**Data**

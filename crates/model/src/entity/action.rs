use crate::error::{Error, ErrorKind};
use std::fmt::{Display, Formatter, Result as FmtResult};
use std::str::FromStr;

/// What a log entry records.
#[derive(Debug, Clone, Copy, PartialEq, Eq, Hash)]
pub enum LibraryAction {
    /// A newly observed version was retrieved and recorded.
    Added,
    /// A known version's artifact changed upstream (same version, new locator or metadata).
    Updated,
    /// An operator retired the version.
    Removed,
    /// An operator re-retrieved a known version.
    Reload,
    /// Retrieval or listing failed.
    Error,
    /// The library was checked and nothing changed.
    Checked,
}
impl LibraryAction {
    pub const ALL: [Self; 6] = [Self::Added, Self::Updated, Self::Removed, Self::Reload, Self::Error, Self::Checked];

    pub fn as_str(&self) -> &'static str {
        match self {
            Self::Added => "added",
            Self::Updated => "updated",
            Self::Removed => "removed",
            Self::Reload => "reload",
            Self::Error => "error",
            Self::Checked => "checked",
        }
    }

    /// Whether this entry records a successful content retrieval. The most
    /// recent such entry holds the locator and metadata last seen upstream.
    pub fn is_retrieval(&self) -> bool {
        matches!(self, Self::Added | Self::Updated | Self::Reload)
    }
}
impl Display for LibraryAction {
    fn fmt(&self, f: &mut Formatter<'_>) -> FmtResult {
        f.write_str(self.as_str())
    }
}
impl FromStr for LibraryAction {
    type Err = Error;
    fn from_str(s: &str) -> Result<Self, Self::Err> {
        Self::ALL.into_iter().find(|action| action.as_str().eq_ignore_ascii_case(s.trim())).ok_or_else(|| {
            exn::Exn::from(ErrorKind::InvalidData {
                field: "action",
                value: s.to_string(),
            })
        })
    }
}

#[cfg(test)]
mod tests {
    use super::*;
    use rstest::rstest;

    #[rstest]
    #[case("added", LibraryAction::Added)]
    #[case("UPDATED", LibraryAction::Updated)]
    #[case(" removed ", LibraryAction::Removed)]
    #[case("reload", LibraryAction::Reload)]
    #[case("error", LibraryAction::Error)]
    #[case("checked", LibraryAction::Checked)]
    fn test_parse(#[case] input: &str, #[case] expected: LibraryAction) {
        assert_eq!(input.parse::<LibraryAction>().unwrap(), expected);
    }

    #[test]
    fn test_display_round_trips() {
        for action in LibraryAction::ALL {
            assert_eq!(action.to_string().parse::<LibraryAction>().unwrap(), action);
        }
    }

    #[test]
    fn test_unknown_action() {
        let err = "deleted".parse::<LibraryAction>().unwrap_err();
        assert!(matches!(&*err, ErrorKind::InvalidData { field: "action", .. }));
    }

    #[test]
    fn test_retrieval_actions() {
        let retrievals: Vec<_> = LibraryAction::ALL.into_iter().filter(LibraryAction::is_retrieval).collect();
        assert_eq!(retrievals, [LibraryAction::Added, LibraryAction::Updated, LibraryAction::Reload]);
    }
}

**Work task**
Scan the entries and show every line in which the word "retrieved" is found.

**Solution**
    /// A newly observed version was retrieved and recorded.
    /// An operator re-retrieved a known version.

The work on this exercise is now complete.